White matter hyperintensities (WMHs) are associated with poorer brain health, but their pathophysiological substrates remain elusive. To better understand the mechanistic underpinnings of WMHs among older adults, this study examined in vivo cerebrospinal fluid biomarkers of β-amyloid deposition (Aβ), hyperphosphorylated tau pathology, neurodegeneration (total tau), and axonal injury (neurofilament light [NFL]) in relation to log-transformed WMHs volume. Participants free of clinical stroke and dementia were drawn from the Vanderbilt Memory & Aging Project (n = 148, 72 ± 6 years). Linear regression models adjusted for age, sex, race/ethnicity, education, intracranial volume, modified Framingham Stroke Risk Profile (excluding points assigned for age), cognitive diagnosis, and APOE-ε4 carrier status.

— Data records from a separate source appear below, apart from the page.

//! Personal attendance tracker. Keeps a log of working days in a single json file and reports
//! hours worked per day.
//!

pub mod cli;
pub mod query;
pub mod storage;
pub mod submission;
pub mod utils;
pub mod worktime;
use crate::{query::DailyTotal, utils::time::format_date};

const BAR: char = '█';

/// Draws a horizontal bar per day. The longest day takes `width` characters and the rest are
/// scaled against it.
pub fn render_chart(days: &[DailyTotal], width: usize) -> Vec<String> {
    let max = days
        .iter()
        .map(|v| v.total_hours)
        .fold(0., f64::max);

    days.iter()
        .map(|day| {
            let length = if max > 0. {
                (day.total_hours / max * width as f64).round() as usize
            } else {
                0
            };
            format!(
                "{} |{} {:.2}",
                format_date(day.date),
                BAR.to_string().repeat(length),
                day.total_hours
            )
        })
        .collect()
}
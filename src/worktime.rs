//! Working time arithmetic. A shift is described by a date, entry and exit time of day, hours
//! spent on breaks and overtime hours that are added on top.

use chrono::{Duration, NaiveDate, NaiveTime};

const SECONDS_IN_HOUR: f64 = 3600.;

/// Computes the amount of hours worked during a shift.
///
/// If exit is earlier than entry the shift is assumed to end on the next day. Shifts longer than a
/// day can't be expressed this way. Negative break or overtime values are treated as 0, and the
/// result never goes below 0.
pub fn compute_total(
    date: NaiveDate,
    entry_time: NaiveTime,
    exit_time: NaiveTime,
    break_hours: f64,
    extra_hours: f64,
) -> f64 {
    let entry = date.and_time(entry_time);
    let mut exit = date.and_time(exit_time);
    if exit < entry {
        exit += Duration::days(1);
    }

    let elapsed = (exit - entry).num_seconds() as f64 / SECONDS_IN_HOUR;
    (elapsed - non_negative(break_hours) + non_negative(extra_hours)).max(0.)
}

fn non_negative(hours: f64) -> f64 {
    if hours.is_finite() {
        hours.max(0.)
    } else {
        0.
    }
}
use chrono::{DateTime, NaiveDate, NaiveDateTime, NaiveTime, Timelike};

pub const DATE_FORMAT: &str = "%Y-%m-%d";
pub const TIME_FORMAT: &str = "%H:%M";
pub const TIME_WITH_SECONDS_FORMAT: &str = "%H:%M:%S";

/// Date layouts accepted besides [DATE_FORMAT] when reading stored dates.
const EXTRA_DATE_FORMATS: [&str; 5] = ["%Y/%m/%d", "%Y.%m.%d", "%d %B %Y", "%B %d %Y", "%B %d, %Y"];

/// Date-time layouts whose time part is ignored when reading stored dates.
const DATE_TIME_FORMATS: [&str; 4] = [
    "%Y-%m-%dT%H:%M:%S%.f",
    "%Y-%m-%d %H:%M:%S%.f",
    "%Y-%m-%dT%H:%M",
    "%Y/%m/%d %H:%M:%S%.f",
];

/// This is the standard way of converting a date to a string in worklog.
pub fn format_date(date: NaiveDate) -> String {
    date.format(DATE_FORMAT).to_string()
}

/// Times are written as `HH:MM`, seconds are only added when there are any.
pub fn format_time(time: NaiveTime) -> String {
    if time.second() == 0 {
        time.format(TIME_FORMAT).to_string()
    } else {
        time.format(TIME_WITH_SECONDS_FORMAT).to_string()
    }
}

/// Parses a stored date. Besides plain `YYYY-MM-DD` this accepts a few other common layouts and
/// date-time strings, in which case the time part is thrown away.
pub fn parse_date_lenient(value: &str) -> Option<NaiveDate> {
    let value = value.trim();
    std::iter::once(DATE_FORMAT)
        .chain(EXTRA_DATE_FORMATS)
        .find_map(|format| NaiveDate::parse_from_str(value, format).ok())
        .or_else(|| {
            DATE_TIME_FORMATS
                .iter()
                .find_map(|format| NaiveDateTime::parse_from_str(value, format).ok())
                .map(|v| v.date())
        })
        .or_else(|| {
            DateTime::parse_from_rfc3339(value)
                .map(|v| v.date_naive())
                .ok()
        })
}

/// Parses a time of day written either as `HH:MM` or `HH:MM:SS`. Anything finer than a second
/// can't be stored, so it isn't accepted.
pub fn parse_time_lenient(value: &str) -> Option<NaiveTime> {
    let value = value.trim();
    NaiveTime::parse_from_str(value, TIME_FORMAT)
        .or_else(|_| NaiveTime::parse_from_str(value, TIME_WITH_SECONDS_FORMAT))
        .ok()
}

Aβ (β = -0.001, p = 0.007) and NFL (β = 0.0003, p = 0.01) concentrations related to WMHs but neither hyperphosphorylated tau nor total tau associations with WMHs reached statistical significance (p-values > 0.21). In a combined model, NFL accounted for 3.2% of unique variance in WMHs and Aβ accounted for an additional 4.3% beyond NFL, providing novel evidence of the co-occurrence of at least 2 distinct pathways for WMHs among older adults, including amyloid deposition and axonal injury.

摘要

脑白质高信号(WMHs)与较差的大脑健康相关,但它们的病理生理基础仍难以捉摸。为了更好地理解老年人 WMH 的机制基础,本研究检查了与 log 变换的 WMH 体积相关的β-淀粉样蛋白沉积(Aβ)、过度磷酸化 tau 病理、神经退行性变(总 tau)和轴突损伤(神经丝轻链 [NFL])的体内脑脊液生物标志物。参与者来自范德比尔特记忆与衰老项目(n=148,72±6 岁),无临床中风和痴呆。线性回归模型调整了年龄、性别、种族/民族、教育、脑容量、改良的弗雷明汉卒中风险评分(不包括因年龄而分配的积分)、认知诊断和 APOE-ε4 携带状态。Aβ(β=-0.001,p=0.007)和 NFL(β=0.0003,p=0.01)浓度与 WMH 相关,但过度磷酸化 tau 和总 tau 与 WMH 之间的相关性均无统计学意义(p 值>0.21)。在综合模型中,NFL 解释了 WMH 中 3.2%的独特方差,Aβ 解释了除 NFL 之外的另外 4.3%,这为老年人 WMH 中至少存在 2 种不同途径的同时发生提供了新的证据,包括淀粉样蛋白沉积和轴突损伤。